Wer schützt unsere Kinder vor der Medizin, und wer wird unsere Kinder in Zukunft behandeln?- Diese Fragestellung wurde am 27. Juni auf dem Hauptstadtkongress in Berlin diskutiert. Mit dieser Veranstaltung des Deutschen Ärzteforums wurden erstmals Fragestellungen der Kinder- und Jugendmedizin in den Kongress für Medizin und Gesundheit eingebracht.

Expertinnen und Experten aus unterschiedlichen Bereichen der Kinder- und Jugendmedizin präsentierten und diskutierten unter der Moderation von Wolfgang van den Bergh aktuelle Entwicklungen und Themen ihres Fachs.

DGKJ-Präsident Prof. Dr. Norbert Wagner präsentierte ein Zukunftsszenario der Kinder- und Jugendmedizin, das sich mit der Entwicklung der stationären und ambulanten Versorgung von Kindern und Jugendlichen bis zum Jahr 2025 befasste. 

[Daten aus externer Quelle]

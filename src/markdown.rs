use pulldown_cmark::{html, CowStr, Event, Options, Parser, Tag};

/// Renders Reddit-flavoured markdown bodies to HTML.
///
/// Reddit ships comment bodies entity-encoded (`&gt;` for quotes), so the input is
/// decoded before parsing. Raw HTML in the source is dropped rather than passed
/// through, and `javascript:` link targets are neutralised.
#[derive(Default, Clone, Copy)]
pub struct Renderer;

impl Renderer {
    pub fn new() -> Self {
        Self
    }

    pub fn render(&self, input: &str) -> String {
        let mut opts = Options::empty();
        opts.insert(Options::ENABLE_STRIKETHROUGH);
        opts.insert(Options::ENABLE_TABLES);
        opts.insert(Options::ENABLE_FOOTNOTES);

        let decoded = html_escape::decode_html_entities(input);
        let parser = Parser::new_ext(&decoded, opts).filter_map(sanitize);

        let mut out = String::with_capacity(decoded.len() * 3 / 2);
        html::push_html(&mut out, parser);
        out
    }
}

fn sanitize(event: Event<'_>) -> Option<Event<'_>> {
    match event {
        Event::Html(_) | Event::InlineHtml(_) => None,
        Event::Start(Tag::Link {
            link_type,
            dest_url,
            title,
            id,
        }) => Some(Event::Start(Tag::Link {
            link_type,
            dest_url: safe_url(dest_url),
            title,
            id,
        })),
        Event::Start(Tag::Image {
            link_type,
            dest_url,
            title,
            id,
        }) => Some(Event::Start(Tag::Image {
            link_type,
            dest_url: safe_url(dest_url),
            title,
            id,
        })),
        other => Some(other),
    }
}

fn safe_url(url: CowStr<'_>) -> CowStr<'_> {
    let scheme = url.trim_start().to_ascii_lowercase();
    if scheme.starts_with("javascript:") || scheme.starts_with("data:") {
        CowStr::Borrowed("#")
    } else {
        url
    }
}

Unter der Fragestellung "Zu viel, zu wenig oder überflüssig?" stellte Prof. Dr. Fred Zepp Defizite und Herausforderungen der Arzneimitteltherapie und Arzneimittelsicherheit in Kindes- und Jugendalter dar.

Dr. Helmut Hollmann stellte den sozialpädiatrischer Behandlungsplan bei ADHS und die Strukturen Sozialpädiatrischer Zentren vor. Dr. Nicola Lutterbüse befasste sich mit den Finanzierungs- und Strukturproblemen der Kinderkliniken in Deutschland:Ist die stationäre und spezialärztliche Versorgung von Kinder in Gefahr? Kinder brauchen Kompetenz, forderte Birgit Pätzmann-Sietas und mahnte zum Erhalt der Qualität auch in der Pflege. Dr. Georg Ralle sprach sich für eine starke politische Vertretung dieser Ziele aus.